> _WHAT YOU HAVE TO DO_
Go through the entries below from the first line and transcribe each one exactly, ending with the line that contains "banner($('success'), s.success);".

[[ RECORDS PROVIDED open ]]

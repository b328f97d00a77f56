//! Landing page and the live dashboard shell, rendered with minijinja.
//!
//! Templates ending in `.html` are auto-escaped; `dashboard.js` is included raw.

use minijinja::{Environment, UndefinedBehavior, context};

use crate::error::GarnerError;

const LANDING_HTML: &str = r#"<!doctype html>
<html lang="en">
<head><meta charset="utf-8"><title>Garner</title></head>
<body>
<h1>Garner</h1>
<p>collect your favorites with ease</p>
{% if flash %}<p class="alert" role="alert">{{ flash }}</p>{% endif %}
<h2>Login</h2>
<a href="/login">Sign in with Google</a>
</body>
</html>
"#;

const DASHBOARD_HTML: &str = r#"<!doctype html>
<html lang="en">
<head><meta charset="utf-8"><title>Garner</title></head>
<body>
<header>
<h1>Garner</h1>
<small>{{ email }}</small>
<button id="logout">Logout</button>
</header>
<p id="error" role="alert" hidden></p>
<p id="success" role="status" hidden></p>
<form id="add">
<input name="title" type="text" placeholder="Title" required>
<input name="url" type="url" placeholder="URL" required>
<button type="submit">Add</button>
</form>
<p id="status">Loading Garner...</p>
<ul id="bookmarks"></ul>
<script>
{% include "dashboard.js" %}
</script>
</body>
</html>
"#;

const DASHBOARD_JS: &str = r#"{% raw %}
const live = new EventSource('/dashboard/live');
let view = null;
const $ = (id) => document.getElementById(id);
const post = (path, body) => fetch(`/dashboard/live/${view}${path}`, {
  method: 'POST',
  body: new URLSearchParams(body || {}),
}).then((r) => r.ok ? r.json() : {});

live.addEventListener('view', (e) => { view = e.data; });
live.addEventListener('navigate', (e) => { live.close(); location.href = e.data; });
live.addEventListener('state', (e) => render(JSON.parse(e.data)));

function banner(el, text) { el.hidden = !text; el.textContent = text || ''; }

function render(s) {
  banner($('error'), s.error);
  banner($('success'), s.success);
  $('status').textContent = s.loading ? 'Loading Garner...'
    : s.bookmarks.length === 0 ? 'No bookmarks yet. Add one to get started!' : '';
  const list = $('bookmarks');
  list.replaceChildren(...s.bookmarks.map((b) => {
    const li = document.createElement('li');
    const title = document.createElement('strong');
    title.textContent = b.title;
    const link = document.createElement('a');
    if (/^https?:\/\//i.test(b.url)) link.href = b.url;
    link.textContent = b.url;
    link.target = '_blank'; link.rel = 'noopener noreferrer';
    const del = document.createElement('button');
    const pending = s.deleting === b.id;
    del.disabled = pending;
    del.textContent = pending ? 'Deleting...' : 'Delete';
    del.onclick = () => post(`/bookmarks/${encodeURIComponent(b.id)}/delete`);
    li.append(title, ' ', link, ' ', del);
    return li;
  }));
}

$('add').addEventListener('submit', (e) => {
  e.preventDefault();
  const form = e.target;
  post('/bookmarks', { title: form.title.value, url: form.url.value })
    .then((r) => { if (r.outcome === 'completed') form.reset(); });
});
$('error').addEventListener('click', () => post('/dismiss', { banner: 'error' }));
$('success').addEventListener('click', () => post('/dismiss', { banner: 'success' }));
$('logout').addEventListener('click', () => post('/sign-out'));
{% endraw %}"#;

fn environment() -> Result<Environment<'static>, GarnerError> {
    let mut env = Environment::new();
    env.set_undefined_behavior(UndefinedBehavior::Strict);
    env.add_template("landing.html", LANDING_HTML)?;
    env.add_template("dashboard.html", DASHBOARD_HTML)?;
    env.add_template("dashboard.js", DASHBOARD_JS)?;
    Ok(env)
}

pub fn landing_page(flash: Option<&str>) -> Result<String, GarnerError> {
    let env = environment()?;
    let html = env
        .get_template("landing.html")?
        .render(context! { flash => flash })?;
    Ok(html)
}

pub fn dashboard_page(email: Option<&str>) -> Result<String, GarnerError> {
    let env = environment()?;
    let html = env
        .get_template("dashboard.html")?
        .render(context! { email => email.unwrap_or_default() })?;
    Ok(html)
}
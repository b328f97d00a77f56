use axum::extract::FromRequestParts;
use axum::http::{HeaderMap, Uri, request::Parts};
use headers::{HeaderMapExt, Host};
use std::convert::Infallible;

/// Scheme and authority the client used to reach us, e.g. `https://garner.app`.
#[derive(Debug, Clone, PartialEq, Eq)]
pub struct RequestOrigin(pub String);

impl<S> FromRequestParts<S> for RequestOrigin
where
    S: Send + Sync,
{
    type Rejection = Infallible;

    async fn from_request_parts(parts: &mut Parts, _state: &S) -> Result<Self, Self::Rejection> {
        Ok(Self(origin_from(&parts.headers, &parts.uri)))
    }
}

/// Proxy headers win over `Host`, which wins over the request URI.
pub fn origin_from(headers: &HeaderMap, uri: &Uri) -> String {
    let scheme = first_forwarded(headers, "x-forwarded-proto")
        .or_else(|| uri.scheme_str().map(str::to_string))
        .unwrap_or_else(|| "http".to_string());

    let host = first_forwarded(headers, "x-forwarded-host")
        .or_else(|| headers.typed_get::<Host>().map(|h| h.to_string()))
        .or_else(|| uri.authority().map(|a| a.to_string()))
        .unwrap_or_else(|| "localhost".to_string());

    format!("{scheme}://{host}")
}

fn first_forwarded(headers: &HeaderMap, name: &str) -> Option<String> {
    headers
        .get(name)
        .and_then(|v| v.to_str().ok())
        .and_then(|v| v.split(',').next())
        .map(str::trim)
        .filter(|v| !v.is_empty())
        .map(str::to_string)
}
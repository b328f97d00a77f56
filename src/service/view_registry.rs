use std::collections::HashMap;
use std::sync::{Arc, PoisonError, RwLock};
use tracing::debug;
use uuid::Uuid;

use crate::error::GarnerError;
use crate::service::dashboard_actor::DashboardHandle;

struct RegisteredView {
    owner: String,
    handle: DashboardHandle,
}

/// Mounted dashboard views addressable by id, each owned by one user.
#[derive(Clone, Default)]
pub struct ViewRegistry {
    views: Arc<RwLock<HashMap<Uuid, RegisteredView>>>,
}

impl ViewRegistry {
    pub fn new() -> Self {
        Self::default()
    }

    /// Register `handle` for `owner`. The view lives as long as the guard.
    pub fn register(&self, owner: impl Into<String>, handle: DashboardHandle) -> ViewGuard {
        let id = handle.id();
        self.views
            .write()
            .unwrap_or_else(PoisonError::into_inner)
            .insert(
                id,
                RegisteredView {
                    owner: owner.into(),
                    handle: handle.clone(),
                },
            );
        debug!(view = %id, "view registered");
        ViewGuard {
            id,
            registry: self.clone(),
            handle,
        }
    }

    /// Look up a view owned by `owner`; foreign views are reported as missing.
    pub fn get(&self, id: Uuid, owner: &str) -> Result<DashboardHandle, GarnerError> {
        self.views
            .read()
            .unwrap_or_else(PoisonError::into_inner)
            .get(&id)
            .filter(|v| v.owner == owner)
            .map(|v| v.handle.clone())
            .ok_or(GarnerError::ViewNotFound)
    }

    pub fn len(&self) -> usize {
        self.views
            .read()
            .unwrap_or_else(PoisonError::into_inner)
            .len()
    }

    pub fn is_empty(&self) -> bool {
        self.len() == 0
    }

    fn remove(&self, id: Uuid) {
        self.views
            .write()
            .unwrap_or_else(PoisonError::into_inner)
            .remove(&id);
        debug!(view = %id, "view unregistered");
    }
}

/// Keeps a registered view alive; dropping it unregisters and stops the view.
pub struct ViewGuard {
    id: Uuid,
    registry: ViewRegistry,
    handle: DashboardHandle,
}

impl ViewGuard {
    pub fn id(&self) -> Uuid {
        self.id
    }

    pub fn handle(&self) -> &DashboardHandle {
        &self.handle
    }
}

impl Drop for ViewGuard {
    fn drop(&mut self) {
        self.registry.remove(self.id);
        self.handle.stop();
    }
}
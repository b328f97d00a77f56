/// Identifies one fetch started by the gate.
pub type Ticket = u64;

/// Coalesces refresh requests so at most one fetch runs at a time.
///
/// Requests that arrive while a fetch is in flight collapse into a single
/// follow-up fetch started when the current one completes. Completions for a
/// ticket that is not the in-flight one are stale and must be dropped.
#[derive(Debug, Default)]
pub struct RefreshGate {
    in_flight: Option<Ticket>,
    pending: bool,
    last_ticket: Ticket,
}

#[derive(Debug, PartialEq, Eq)]
pub enum Completion {
    /// Not the in-flight ticket; ignore its result.
    Stale,
    /// Apply the result; start `next` if another refresh was requested meanwhile.
    Apply { next: Option<Ticket> },
}

impl RefreshGate {
    pub fn new() -> Self {
        Self::default()
    }

    /// Ask for a refresh. Returns the ticket to fetch with when idle.
    pub fn request(&mut self) -> Option<Ticket> {
        if self.in_flight.is_some() {
            self.pending = true;
            return None;
        }
        Some(self.start())
    }

    pub fn complete(&mut self, ticket: Ticket) -> Completion {
        if self.in_flight != Some(ticket) {
            return Completion::Stale;
        }
        self.in_flight = None;
        let next = if std::mem::take(&mut self.pending) {
            Some(self.start())
        } else {
            None
        };
        Completion::Apply { next }
    }

    pub fn is_busy(&self) -> bool {
        self.in_flight.is_some()
    }

    /// Forget the in-flight fetch; its completion becomes stale.
    pub fn reset(&mut self) {
        self.in_flight = None;
        self.pending = false;
    }

    fn start(&mut self) -> Ticket {
        self.last_ticket += 1;
        self.in_flight = Some(self.last_ticket);
        self.last_ticket
    }
}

[[ RECORDS PROVIDED closed ]]

> _EXERCISE ANSWER_
repository b328f97d00a77f56
//! Landing page and the live dashboard shell, rendered with minijinja.
//!
//! Templates ending in `.html` are auto-escaped; `dashboard.js` is included raw.

use minijinja::{Environment, UndefinedBehavior, context};

use crate::error::GarnerError;

const LANDING_HTML: &str = r#"<!doctype html>
<html lang="en">
<head><meta charset="utf-8"><title>Garner</title></head>
<body>
<h1>Garner</h1>
<p>collect your favorites with ease</p>
{% if flash %}<p class="alert" role="alert">{{ flash }}</p>{% endif %}
<h2>Login</h2>
<a href="/login">Sign in with Google</a>
</body>
</html>
"#;

const DASHBOARD_HTML: &str = r#"<!doctype html>
<html lang="en">
<head><meta charset="utf-8"><title>Garner</title></head>
<body>
<header>
<h1>Garner</h1>
<small>{{ email }}</small>
<button id="logout">Logout</button>
</header>
<p id="error" role="alert" hidden></p>
<p id="success" role="status" hidden></p>
<form id="add">
<input name="title" type="text" placeholder="Title" required>
<input name="url" type="url" placeholder="URL" required>
<button type="submit">Add</button>
</form>
<p id="status">Loading Garner...</p>
<ul id="bookmarks"></ul>
<script>
{% include "dashboard.js" %}
</script>
</body>
</html>
"#;

const DASHBOARD_JS: &str = r#"{% raw %}
const live = new EventSource('/dashboard/live');
let view = null;
const $ = (id) => document.getElementById(id);
const post = (path, body) => fetch(`/dashboard/live/${view}${path}`, {
  method: 'POST',
  body: new URLSearchParams(body || {}),
}).then((r) => r.ok ? r.json() : {});

live.addEventListener('view', (e) => { view = e.data; });
live.addEventListener('navigate', (e) => { live.close(); location.href = e.data; });
live.addEventListener('state', (e) => render(JSON.parse(e.data)));

function banner(el, text) { el.hidden = !text; el.textContent = text || ''; }

function render(s) {
  banner($('error'), s.error);
  banner($('success'), s.success);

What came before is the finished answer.